Today is VR day, the date on which the Golden State’s more than 400 redevelopment agencies must dissolve themselves. In Los Angeles, the Community Redevelopment Agency (CRA/LA) will lay off 192 employees, leaving behind nothing but destruction, wasteland, and bad debt.
Many cities are in even worse shape than L.A. Today the East Bay town of Hercules went belly up on a $2.4 million redevelopment bond.
But the demonstration in downtown L.A. – at a city hall now surrounded by chain link fence and dead grass after the police crackdown against Occupy L.A. – rocked a place redevelopers all over Southern California once looked to for inspiration. Throughout the 1960s, Downtown L.A. was razed. Over the subsequent decades, the vacant land created by uprooting 20,000 residences and many more businesses was rebuilt with large buildings, which now suffer from double-digit vacancy rates. In the county, only the city of Glendale, which was similarly favored by an expensive redevelopment of its center, suffers more vacancies than Downtown L.A.
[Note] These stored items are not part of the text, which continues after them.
// Copyright 2025 eraflo
//
// Licensed under the Apache License, Version 2.0 (the "License");
// you may not use this file except in compliance with the License.
// You may obtain a copy of the License at
//
//     http://www.apache.org/licenses/LICENSE-2.0
//
// Unless required by applicable law or agreed to in writing, software
// distributed under the License is distributed on an "AS IS" BASIS,
// WITHOUT WARRANTIES OR CONDITIONS OF ANY KIND, either express or implied.
// See the License for the specific language governing permissions and
// limitations under the License.

//! Host data and the buffers it flows through.
//!
//! The usual chain is `BufferData -> HostBuffer -> DeviceBuffer`: the data
//! node describes the bytes, the host buffer holds them in mappable memory,
//! and the device buffer receives a copy in device-local memory.

use crate::context::{Allocator, BoundingBoxQuery, CommandRecorder, PipelineCreator, Stager};
use crate::error::SceneError;
use crate::node::{typed_node, Node, NodeKind};
use crate::state::{BufferRef, HostData};
use canopy_core::math::{Aabb, Vec3};
use canopy_core::renderer::api::*;
use std::borrow::Cow;
use std::sync::Arc;

/// Host-side contents for a buffer.
///
/// Publishes its description during Allocate and Stage; a following
/// [`HostBuffer`] sizes itself from it and uploads it.
#[derive(Debug, Clone)]
pub struct BufferData {
    data: HostData,
}

impl BufferData {
    /// Wraps a slice of plain-old-data elements.
    pub fn new<T: bytemuck::Pod>(values: &[T]) -> Self {
        let bytes: Arc<[u8]> = Arc::from(bytemuck::cast_slice::<T, u8>(values));
        Self {
            data: HostData {
                bytes,
                element_size: std::mem::size_of::<T>() as u32,
                count: values.len() as u32,
                bounds: None,
            },
        }
    }

    /// Wraps vertex positions and remembers their bounds.
    pub fn positions(points: &[Vec3]) -> Self {
        let flat: Vec<[f32; 3]> = points.iter().map(|p| p.to_array()).collect();
        let mut node = Self::new(&flat);
        node.data.bounds = Aabb::from_points(points);
        node
    }

    pub fn data(&self) -> &HostData {
        &self.data
    }

    pub fn len(&self) -> u32 {
        self.data.count
    }

    pub fn is_empty(&self) -> bool {
        self.data.count == 0
    }
}

impl Node for BufferData {
    fn kind(&self) -> NodeKind {
        NodeKind::BufferData
    }

    fn alloc(&mut self, allocator: &mut Allocator<'_>) -> Result<(), SceneError> {
        allocator.state.buffer_data = Some(self.data.clone());
        Ok(())
    }

    fn stage(&mut self, stager: &mut Stager<'_>) -> Result<(), SceneError> {
        stager.state.buffer_data = Some(self.data.clone());
        Ok(())
    }

    fn bounding_box(&self, query: &mut BoundingBoxQuery) {
        if let Some(bounds) = &self.data.bounds {
            query.extend_by(bounds);
        }
    }
}

typed_node!(BufferData, BufferData);

/// A buffer in host-visible, host-coherent memory.
///
/// Sized from the current buffer data during Allocate, filled from it during
/// Stage. Publishes itself as the current buffer in every build phase, so it
/// can feed a [`DeviceBuffer`] or be bound directly.
#[derive(Debug)]
pub struct HostBuffer {
    usage: BufferUsage,
    buffer: Option<BufferRef>,
}

impl HostBuffer {
    pub fn new(usage: BufferUsage) -> Self {
        Self {
            usage,
            buffer: None,
        }
    }

    pub fn buffer(&self) -> Option<BufferRef> {
        self.buffer
    }

    fn require_buffer(&self) -> Result<BufferRef, SceneError> {
        self.buffer
            .ok_or_else(|| SceneError::protocol("HostBuffer", "used before it was allocated"))
    }
}

impl Node for HostBuffer {
    fn kind(&self) -> NodeKind {
        NodeKind::HostBuffer
    }

    fn alloc(&mut self, allocator: &mut Allocator<'_>) -> Result<(), SceneError> {
        let data = allocator
            .state
            .buffer_data
            .clone()
            .ok_or_else(|| SceneError::missing("HostBuffer", "buffer data"))?;

        let reusable = self.buffer.filter(|current| {
            current.size == data.size() && allocator.resources().is_buffer_bound(current.buffer)
        });
        let buffer = match reusable {
            Some(current) => current,
            None => {
                if let Some(stale) = self.buffer.take() {
                    allocator.resources().destroy_buffer(stale.buffer)?;
                }
                let id = allocator.create_buffer(
                    &BufferDescriptor {
                        label: Some(Cow::Borrowed("host buffer")),
                        size: data.size(),
                        usage: self.usage | BufferUsage::COPY_SRC,
                    },
                    MemoryProperty::HOST_VISIBLE | MemoryProperty::HOST_COHERENT,
                )?;
                BufferRef {
                    buffer: id,
                    size: data.size(),
                }
            }
        };
        self.buffer = Some(buffer);
        allocator.state.buffer = Some(buffer);
        Ok(())
    }

    fn stage(&mut self, stager: &mut Stager<'_>) -> Result<(), SceneError> {
        let buffer = self.require_buffer()?;
        let data = stager
            .state
            .buffer_data
            .clone()
            .ok_or_else(|| SceneError::missing("HostBuffer", "buffer data"))?;
        if data.size() != buffer.size {
            return Err(SceneError::protocol(
                "HostBuffer",
                format!(
                    "staged {} bytes into a buffer allocated for {}",
                    data.size(),
                    buffer.size
                ),
            ));
        }
        stager.write_buffer(buffer.buffer, 0, &data.bytes)?;
        stager.state.buffer = Some(buffer);
        Ok(())
    }

    fn pipeline(&mut self, creator: &mut PipelineCreator<'_>) -> Result<(), SceneError> {
        creator.state.buffer = Some(self.require_buffer()?);
        Ok(())
    }

    fn record(&mut self, recorder: &mut CommandRecorder<'_>) -> Result<(), SceneError> {
        recorder.state.buffer = Some(self.require_buffer()?);
        Ok(())
    }
}

typed_node!(HostBuffer, HostBuffer);

/// A buffer in device-local memory, filled by copying the current buffer.
#[derive(Debug)]
pub struct DeviceBuffer {
    usage: BufferUsage,
    buffer: Option<BufferRef>,
}

impl DeviceBuffer {
    pub fn new(usage: BufferUsage) -> Self {
        Self {
            usage,
            buffer: None,
        }
    }

    pub fn buffer(&self) -> Option<BufferRef> {
        self.buffer
    }

    fn require_buffer(&self) -> Result<BufferRef, SceneError> {
        self.buffer
            .ok_or_else(|| SceneError::protocol("DeviceBuffer", "used before it was allocated"))
    }
}

impl Node for DeviceBuffer {
    fn kind(&self) -> NodeKind {
        NodeKind::DeviceBuffer
    }

    fn alloc(&mut self, allocator: &mut Allocator<'_>) -> Result<(), SceneError> {
        let source = allocator
            .state
            .buffer
            .ok_or_else(|| SceneError::missing("DeviceBuffer", "a source buffer"))?;

        let reusable = self.buffer.filter(|current| {
            current.size == source.size && allocator.resources().is_buffer_bound(current.buffer)
        });
        let buffer = match reusable {
            Some(current) => current,
            None => {
                if let Some(stale) = self.buffer.take() {
                    allocator.resources().destroy_buffer(stale.buffer)?;
                }
                let id = allocator.create_buffer(
                    &BufferDescriptor {
                        label: Some(Cow::Borrowed("device buffer")),
                        size: source.size,
                        usage: self.usage | BufferUsage::COPY_DST,
                    },
                    MemoryProperty::DEVICE_LOCAL,
                )?;
                BufferRef {
                    buffer: id,
                    size: source.size,
                }
            }
        };
        self.buffer = Some(buffer);
        allocator.state.buffer = Some(buffer);
        Ok(())
    }

    fn stage(&mut self, stager: &mut Stager<'_>) -> Result<(), SceneError> {
        let buffer = self.require_buffer()?;
        let source = stager
            .state
            .buffer
            .ok_or_else(|| SceneError::missing("DeviceBuffer", "a source buffer"))?;
        stager.copy_buffer(source.buffer, buffer.buffer, source.size.min(buffer.size))?;
        stager.state.buffer = Some(buffer);
        Ok(())
    }

    fn pipeline(&mut self, creator: &mut PipelineCreator<'_>) -> Result<(), SceneError> {
        creator.state.buffer = Some(self.require_buffer()?);
        Ok(())
    }

    fn record(&mut self, recorder: &mut CommandRecorder<'_>) -> Result<(), SceneError> {
        recorder.state.buffer = Some(self.require_buffer()?);
        Ok(())
    }
}

typed_node!(DeviceBuffer, DeviceBuffer);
Prior to today’s City Council
session, local activists, cranks and victims of the CRA held a
press conference in the rotunda. In attendance was Gordon Pattison,
whose residence – a palatial Victorian on the
now-defunct Bunker Hill Ave. that Pattison’s family owned as a
combination family home and rental property – was among the last
houses destroyed to make way for what is now the interior of a
Wells Fargo skyscraper.
The press conference and subsequent speeches to the City Council were organized by familiar local gadfly John Walsh, a plaid-jacketed City Hall regular who invoked Martin Luther King in a speech in Council Chambers recounting the CRA’s bigoted and abusive history; praising a “coalition that spanned from Marxist-Leninists to libertarians”; and duly praising Gov. Jerry Brown – who, out of expediency as much as principle, pushed the state law wiping redevelopment agencies out.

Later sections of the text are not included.